While jobs are an essential pathway out of poverty, not all jobs are good jobs. Although overall employment in Latin America and the Caribbean (LAC) is indeed slowly recovering, the quality of employment in the region has deteriorated since the beginning of the pandemic in 2020. Unfortunately, women have been particularly affected by this phenomenon . This is a concerning dynamic that could lead to widening gender gaps in different dimensions. 

The gender disparity in job quality has been highlighted in the latest World Bank’s LAC Poverty Update “From Infection to Inflation” and it is a finding that deserves more attention. Hence, a key question to ask is: How does the quality of employment vary between men and women in the LAC region? Overall, the gender disparity is more pronounced in earnings and job security, and it is observed across all sectors of employment. 

Quality of employment for men and women in Latin America and the Caribbean 

The Job Quality Index (JQI) becomes a handy tool to answer this question. This index combines four dimensions that characterize a “good” job: 

  1. Earnings above a certain threshold, in this case, the $6.85 a day purchasing power parity poverty line.
  2. Benefits, which, in this case means health and/or retirement.
  3. Security, in other words, the job is permanent and/or stable.
  4. Satisfaction, proxied by the worker not having a second job.

The values for the JQI range from 0 to 1, indicating low to high job quality. Earnings above the poverty line is a necessary condition for the JQI to be greater than zero.

According to the JQI, both men and women in the region perform jobs of low-quality level. Within countries, however, employed women perform jobs of even lower quality than those of men  (except for Honduras and Panama where there is not significant difference).
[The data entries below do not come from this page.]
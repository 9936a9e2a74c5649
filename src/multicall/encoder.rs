//! Flattens a nested [`CallRequest`] into positional call descriptors.
//!
//! Encoding is pure: it never touches the network and never fails as a whole.
//! A call that cannot be encoded keeps its slot with an encode failure, is left
//! out of the wire payload, and reconciles as a failed outcome.

use std::sync::Arc;

use alloy::dyn_abi::{JsonAbiExt, Specifier};
use alloy::json_abi::{Function, JsonAbi};
use alloy::primitives::{Address, Bytes};
use log::{debug, warn};
use rustc_hash::FxHashMap;
use serde_json::Value;

use crate::abis::{with_custom_errors, Call3, McResult};
use crate::multicall::reconciler::CallResponse;
use crate::multicall::{CallConfig, CallFailure, CallRequest, EncodeError, OriginalKey};
use crate::utils::{hash_param, json_to_sol_value};

/// Shape of a method's successful return, declared by its ABI outputs.
#[derive(Debug, Clone, Copy, PartialEq, Eq)]
pub enum ReturnShape {
    /// No outputs
    Empty,
    /// One output that is neither a struct nor an array
    Scalar,
    /// One struct output, returned as its components
    Composite,
    /// One array output, returned as its elements
    Sequence,
    /// Several outputs
    Multiple,
}

impl ReturnShape {
    pub fn of(function: &Function) -> Self {
        match function.outputs.as_slice() {
            [] => ReturnShape::Empty,
            [single] if single.ty == "tuple" => ReturnShape::Composite,
            [single] if single.ty.ends_with(']') => ReturnShape::Sequence,
            [_] => ReturnShape::Scalar,
            _ => ReturnShape::Multiple,
        }
    }
}

/// One flat call, positionally aligned with its [`OriginalKey`].
#[derive(Debug, Clone, PartialEq)]
pub struct EncodedCall {
    pub address: Address,
    pub method_name: String,
    /// Contract ABI merged with the shared custom errors
    pub abi: Arc<JsonAbi>,
    /// Overload the call was encoded against
    pub function: Option<Function>,
    pub calldata: Result<Bytes, CallFailure>,
    pub return_shape: ReturnShape,
}

/// Output of [`encode_request`].
///
/// `keys[i]` and `calls[i]` always describe the same logical call.
#[derive(Debug, Clone, Default)]
pub struct EncodedRequest {
    pub keys: Vec<OriginalKey>,
    pub calls: Vec<EncodedCall>,
    /// Merged ABIs, one per distinct contract address
    pub abis: FxHashMap<Address, Arc<JsonAbi>>,
}

impl EncodedRequest {
    pub fn len(&self) -> usize {
        self.calls.len()
    }

    pub fn is_empty(&self) -> bool {
        self.calls.is_empty()
    }

    /// Wire payload: every call that encoded, in order.
    pub fn payload(&self) -> Vec<Call3> {
        self.calls
            .iter()
            .filter_map(|call| {
                call.calldata
                    .as_ref()
                    .ok()
                    .map(|data| Call3::tolerant(call.address, data.clone()))
            })
            .collect()
    }

    /// Spread the wire results back over every slot.
    ///
    /// Always yields exactly one response per slot. Slots that were never sent
    /// keep their encode failure; slots the transport did not answer become
    /// failures too. Surplus results are dropped with a warning.
    pub fn align(&self, results: Vec<McResult>) -> Vec<CallResponse> {
        let received = results.len();
        let mut results = results.into_iter();

        let responses = self
            .calls
            .iter()
            .map(|call| match &call.calldata {
                Err(failure) => CallResponse::Failed(failure.clone()),
                Ok(_) => match results.next() {
                    Some(result) if result.success => CallResponse::Success(result.returnData),
                    Some(result) => CallResponse::Reverted(result.returnData),
                    None => CallResponse::Failed(CallFailure::new("missing response for call")),
                },
            })
            .collect();

        let surplus = results.count();
        if surplus > 0 {
            warn!(
                "Dropping {} surplus multicall results ({} received for {} sent calls)",
                surplus,
                received,
                received - surplus
            );
        }

        responses
    }
}

/// Flatten `request` into positional calls.
pub fn encode_request(request: &CallRequest) -> EncodedRequest {
    let mut encoded = EncodedRequest::default();

    for (contract_key, contract) in request {
        let Some(contract) = contract else {
            continue;
        };

        for (call_key, call) in &contract.calls {
            let Some(call) = call else {
                continue;
            };

            let abi = encoded
                .abis
                .entry(contract.contract_address)
                .or_insert_with(|| Arc::new(with_custom_errors(&contract.abi)))
                .clone();

            let (function, calldata) = match encode_call(&abi, call) {
                Ok((function, data)) => (Some(function), Ok(data)),
                Err(e) => {
                    debug!(
                        "Failed to encode {}.{} ({}): {}",
                        contract_key, call_key, call.method_name, e
                    );
                    (None, Err(CallFailure::new(e.to_string())))
                },
            };

            encoded.keys.push(OriginalKey {
                contract_key: contract_key.clone(),
                call_key: call_key.clone(),
            });

            encoded.calls.push(EncodedCall {
                address: contract.contract_address,
                method_name: call.method_name.clone(),
                abi,
                return_shape: function
                    .as_ref()
                    .map(ReturnShape::of)
                    .unwrap_or(ReturnShape::Empty),
                function,
                calldata,
            });
        }
    }

    encoded
}

/// Resolve the overload and ABI-encode the call.
///
/// Overloads are tried in declaration order among those taking the given
/// number of arguments; the first one the arguments coerce to wins.
fn encode_call(abi: &JsonAbi, call: &CallConfig) -> Result<(Function, Bytes), EncodeError> {
    let overloads = abi
        .function(&call.method_name)
        .ok_or_else(|| EncodeError::MethodNotFound(call.method_name.clone()))?;

    let args = if call.should_hash_params {
        call.params
            .iter()
            .map(|param| hash_param(param).map(|hash| Value::String(format!("{hash:#x}"))))
            .collect::<Result<Vec<_>, _>>()?
    } else {
        call.params.clone()
    };

    let mut last_error = None;

    for function in overloads.iter().filter(|f| f.inputs.len() == args.len()) {
        match encode_with(function, &args) {
            Ok(data) => return Ok((function.clone(), data)),
            Err(e) => last_error = Some(e),
        }
    }

    Err(last_error.unwrap_or(EncodeError::ArgumentCount {
        method: call.method_name.clone(),
        given: args.len(),
    }))
}

fn encode_with(function: &Function, args: &[Value]) -> Result<Bytes, EncodeError> {
    let values = function
        .inputs
        .iter()
        .zip(args)
        .map(|(param, arg)| {
            let ty = param.resolve().map_err(|e| EncodeError::Abi(e.to_string()))?;
            json_to_sol_value(&ty, arg)
        })
        .collect::<Result<Vec<_>, _>>()?;

    function
        .abi_encode_input(&values)
        .map(Bytes::from)
        .map_err(|e| EncodeError::Abi(e.to_string()))
}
There is also substantial variation in the size of the gender gap in job quality across countries, with Peru, Bolivia and Colombia ranking with the highest disparity. Furthermore, the observed regional disparity in job quality (against women) holds across all sectors of employment: agriculture, industry, and services. The biggest gender gap is found in agriculture (0.14) and the smallest in industry (0.02), although this sector concentrates only 11 percent of female workers in the region.
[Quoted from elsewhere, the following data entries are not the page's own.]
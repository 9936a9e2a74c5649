use alloy::providers::MULTICALL3_ADDRESS;
use log::info;
use rustc_hash::FxHashMap;
use url::Url;

use crate::chains::{known_chain_name, ChainConfig, ChainDirectory};
use crate::config::{BatchSettings, ChainSettings};
use crate::multicall::MulticallError;

/// In-memory [`ChainDirectory`] built from configuration.
#[derive(Debug, Clone, Default)]
pub struct ChainRegistry {
    chains: FxHashMap<u64, ChainConfig>,
}

impl ChainRegistry {
    pub fn new() -> Self {
        Self::default()
    }

    /// Build the registry from the `chains` section of the settings.
    ///
    /// Empty URLs count as absent; malformed ones are a config error.
    pub fn from_settings(chains: &[ChainSettings]) -> Result<Self, MulticallError> {
        let mut registry = Self::new();

        for settings in chains {
            let config = ChainConfig {
                chain_id: settings.chain_id,
                name: settings
                    .name
                    .clone()
                    .or_else(|| known_chain_name(settings.chain_id).map(str::to_string))
                    .unwrap_or_else(|| format!("chain-{}", settings.chain_id)),
                rpc_url: parse_url(settings.chain_id, settings.rpc_url.as_deref())?,
                fallback_rpc_url: parse_url(
                    settings.chain_id,
                    settings.fallback_rpc_url.as_deref(),
                )?,
                multicall_address: settings.multicall_address.unwrap_or(MULTICALL3_ADDRESS),
                batch: settings
                    .batch
                    .unwrap_or_else(|| BatchSettings::for_chain(settings.chain_id)),
            };

            info!(
                "Registered chain {} ({}) - fallback: {}",
                config.name,
                config.chain_id,
                if config.fallback_rpc_url.is_some() { "yes" } else { "no" }
            );

            registry.insert(config);
        }

        Ok(registry)
    }

    pub fn insert(&mut self, config: ChainConfig) {
        self.chains.insert(config.chain_id, config);
    }

    pub fn len(&self) -> usize {
        self.chains.len()
    }

    pub fn is_empty(&self) -> bool {
        self.chains.is_empty()
    }
}

impl ChainDirectory for ChainRegistry {
    fn chain(&self, chain_id: u64) -> Option<&ChainConfig> {
        self.chains.get(&chain_id)
    }
}

fn parse_url(chain_id: u64, url: Option<&str>) -> Result<Option<Url>, MulticallError> {
    match url.map(str::trim) {
        None | Some("") => Ok(None),
        Some(raw) => Url::parse(raw).map(Some).map_err(|e| {
            MulticallError::Config(format!("invalid RPC URL for chain {}: {}", chain_id, e))
        }),
    }
}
 Job Quality Index in LAC (latest year available). Value and gender gap


 Job Quality Index in LAC (latest year available) - Value


JQI Gender Gap,  by size of the gap

Source: World Bank staff calculations based on SEDLAC (CEDLAS and the World Bank). Note: LAC12 corresponds to Argentina, Bolivia, Brazil, Colombia, Costa Rica, Dominican Republic, Ecuador, Panama, Paraguay, Peru, Salvador and Uruguay. Together, these countries represent 67 percent of the total population of LAC. Argentina has urban coverage only. *p < 0.1 **p < 0.05 ***p < 0.01


As mentioned above, the gender difference in job quality then becomes clear when comparing data across these dimensions. Looking at regional figures, 66 percent employed women have a job that satisfies the income criteria meaning they earn above the poverty threshold of $6.85 a day (2017 PPP) whereas the share among employed men is higher, 80 percent. The dimension where both fare worst is benefits, with only 45 percent of women and 47 percent of men receiving them. An important gender gap is observed in job security with 59 percent of women performing secure jobs compared to a higher 66 percent of men. 
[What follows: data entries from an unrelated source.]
//! Isolated background execution of aggregated reads.
//!
//! A [`MulticallWorker`] serves correlated requests over channels; a
//! [`WorkerHandle`] is the caller side. Metric events raised inside the worker
//! travel on a separate channel and are re-emitted on the caller's sink.

mod handle;
mod messages;
mod worker;

pub use handle::WorkerHandle;
pub use messages::{MetricsMessage, WorkerRequest, WorkerResponse};
pub use worker::MulticallWorker;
Job satisfaction, proxied by not having a second job, is where they fare better (80 and 85 percent) but this finding should be interpreted carefully. Data limitations prevent to fully capture ‘job satisfaction,’ and there are many other reasons why men and/or women do not take a second job (other than feeling satisfied with their main job). 

It is well documented that women in the region (and across the world) lost jobs at a much higher rate than men during the pandemic. But there is more to it. Data shows that the gender gap in job losses during the pandemic widened more in countries where women were disproportionately concentrated in low-quality jobs.  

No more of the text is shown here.